The conference has a ton of great speakers lined up from some of the largest tech companies such as Google, Microsoft, and more. And to top it off the keynote this year is Kelsey Hightower! You dont want to miss this one.

My Session: “The Easiest Way to Run LLMs Locally: Meet Docker Model Runner”
Docker Captain: Steve Buchanan DMR session

At BITCON, I’ll be presenting “The Easiest Way to Run LLMs Locally: Meet Docker Model Runner”. In this session, I’ll look at:

  • Why run LLMs locally? The benefits in terms of cost, privacy, latency, and control
  • How Docker Model Runner simplifies things — containerizing large models, managing dependencies, and lowering friction
  • Demo and walkthrough — showing you step by step how to get a model up and running on your own machine or server
  • Best practices, pitfalls, and tips — what I’ve learned building and deploying these systems
  • Q&A / hands-on help — to get you started with your own setup

My goal is that attendees leave with a concrete, reproducible process they can apply right away.

Why It Matters

Large language models (LLMs) are powerful, but running them locally has often felt out of reach for smaller teams, indie devs, or people in resource-constrained environments.
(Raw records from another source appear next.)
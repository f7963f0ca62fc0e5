use std::io::Write;
use std::path::Path;

/// Write `bytes` to `path` atomically: write to a sibling temp file, fsync
/// it, then rename into place. If the rename crosses a filesystem
/// boundary, fall back to copy-then-rename-then-unlink on the destination
/// side, matching `original_source/download_queue_manager.py::safe_move`'s
/// `EXDEV` handling.
pub fn atomic_write(path: &Path, bytes: &[u8]) -> std::io::Result<()> {
    let parent = path.parent().unwrap_or_else(|| Path::new("."));
    std::fs::create_dir_all(parent)?;

    let tmp_path = parent.join(format!(
        ".{}.{}.tmp",
        path.file_name().and_then(|n| n.to_str()).unwrap_or("item"),
        uuid::Uuid::new_v4().simple()
    ));

    {
        let mut file = std::fs::File::create(&tmp_path)?;
        file.write_all(bytes)?;
        file.sync_all()?;
    }

    match std::fs::rename(&tmp_path, path) {
        Ok(()) => Ok(()),
        Err(err) if is_cross_device(&err) => cross_device_finish(&tmp_path, path),
        Err(err) => {
            let _ = std::fs::remove_file(&tmp_path);
            Err(err)
        }
    }
}

/// `EXDEV` ("Invalid cross-device link") on Linux; `rename(2)` returns this,
/// and only this, when source and destination live on different mounts.
#[cfg(target_os = "linux")]
const EXDEV: i32 = 18;
#[cfg(all(unix, not(target_os = "linux")))]
const EXDEV: i32 = 18; // also 18 on the BSDs and macOS.

#[cfg(unix)]
fn is_cross_device(err: &std::io::Error) -> bool {
    err.raw_os_error() == Some(EXDEV)
}

#[cfg(not(unix))]
fn is_cross_device(_err: &std::io::Error) -> bool {
    false
}

fn cross_device_finish(tmp_path: &Path, dst: &Path) -> std::io::Result<()> {
    let copy_id = uuid::Uuid::new_v4().simple();
    let dst_tmp = dst.with_extension(format!(
        "{}.tmp",
        copy_id
    ));
    std::fs::copy(tmp_path, &dst_tmp)?;
    std::fs::rename(&dst_tmp, dst)?;
    std::fs::remove_file(tmp_path)?;
    Ok(())
}

/// Move an existing file from `src` to `dst`, atomically when both paths
/// share a filesystem, falling back to copy-then-rename-then-unlink when
/// they don't. Used by the download stage to move the downloaded media
/// file (and its sidecar) from a temp staging area into the final output
/// directory; grounded directly on `safe_move` in
/// `original_source/download_queue_manager.py`.
pub fn safe_move(src: &Path, dst: &Path) -> std::io::Result<()> {
    if let Some(parent) = dst.parent() {
        std::fs::create_dir_all(parent)?;
    }
    match std::fs::rename(src, dst) {
        Ok(()) => Ok(()),
        Err(err) if is_cross_device(&err) => {
            let copy_id = uuid::Uuid::new_v4().simple();
            let dst_tmp = dst.with_extension(format!("{copy_id}.tmp"));
            std::fs::copy(src, &dst_tmp)?;
            std::fs::rename(&dst_tmp, dst)?;
            std::fs::remove_file(src)?;
            Ok(())
        }
        Err(err) => Err(err),
    }
}

#[cfg(test)]
mod tests {
    use super::*;

    #[test]
    fn safe_move_relocates_file_contents() {
        let dir = tempfile::tempdir().unwrap();
        let src = dir.path().join("source.mkv");
        let dst = dir.path().join("out").join("dest.mkv");
        std::fs::write(&src, b"video bytes").unwrap();
        safe_move(&src, &dst).unwrap();
        assert!(!src.exists());
        assert_eq!(std::fs::read(&dst).unwrap(), b"video bytes");
    }

    #[test]
    fn write_then_read_round_trips() {
        let dir = tempfile::tempdir().unwrap();
        let path = dir.path().join("sub").join("file.json");
        atomic_write(&path, b"hello").unwrap();
        assert_eq!(std::fs::read(&path).unwrap(), b"hello");
    }

    #[test]
    fn no_partial_file_visible_on_overwrite() {
        let dir = tempfile::tempdir().unwrap();
        let path = dir.path().join("file.json");
        atomic_write(&path, b"first").unwrap();
        atomic_write(&path, b"second").unwrap();
        assert_eq!(std::fs::read(&path).unwrap(), b"second");
        // No stray temp files left behind.
        let leftovers: Vec<_> = std::fs::read_dir(dir.path())
            .unwrap()
            .filter_map(|e| e.ok())
            .filter(|e| e.file_name().to_string_lossy().contains(".tmp"))
            .collect();
        assert!(leftovers.is_empty());
    }
}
With the right tooling (like Docker Model Runner), we can lower that barrier—unlocking more experimentation, more privacy, and more control over where and how inference happens.

I believe this aligns well with the mission of BITCON: elevating voices, demystifying advanced tech, and making it accessible. I hope this talk helps bridge a gap for folks who want to explore AI locally without getting lost in infrastructure.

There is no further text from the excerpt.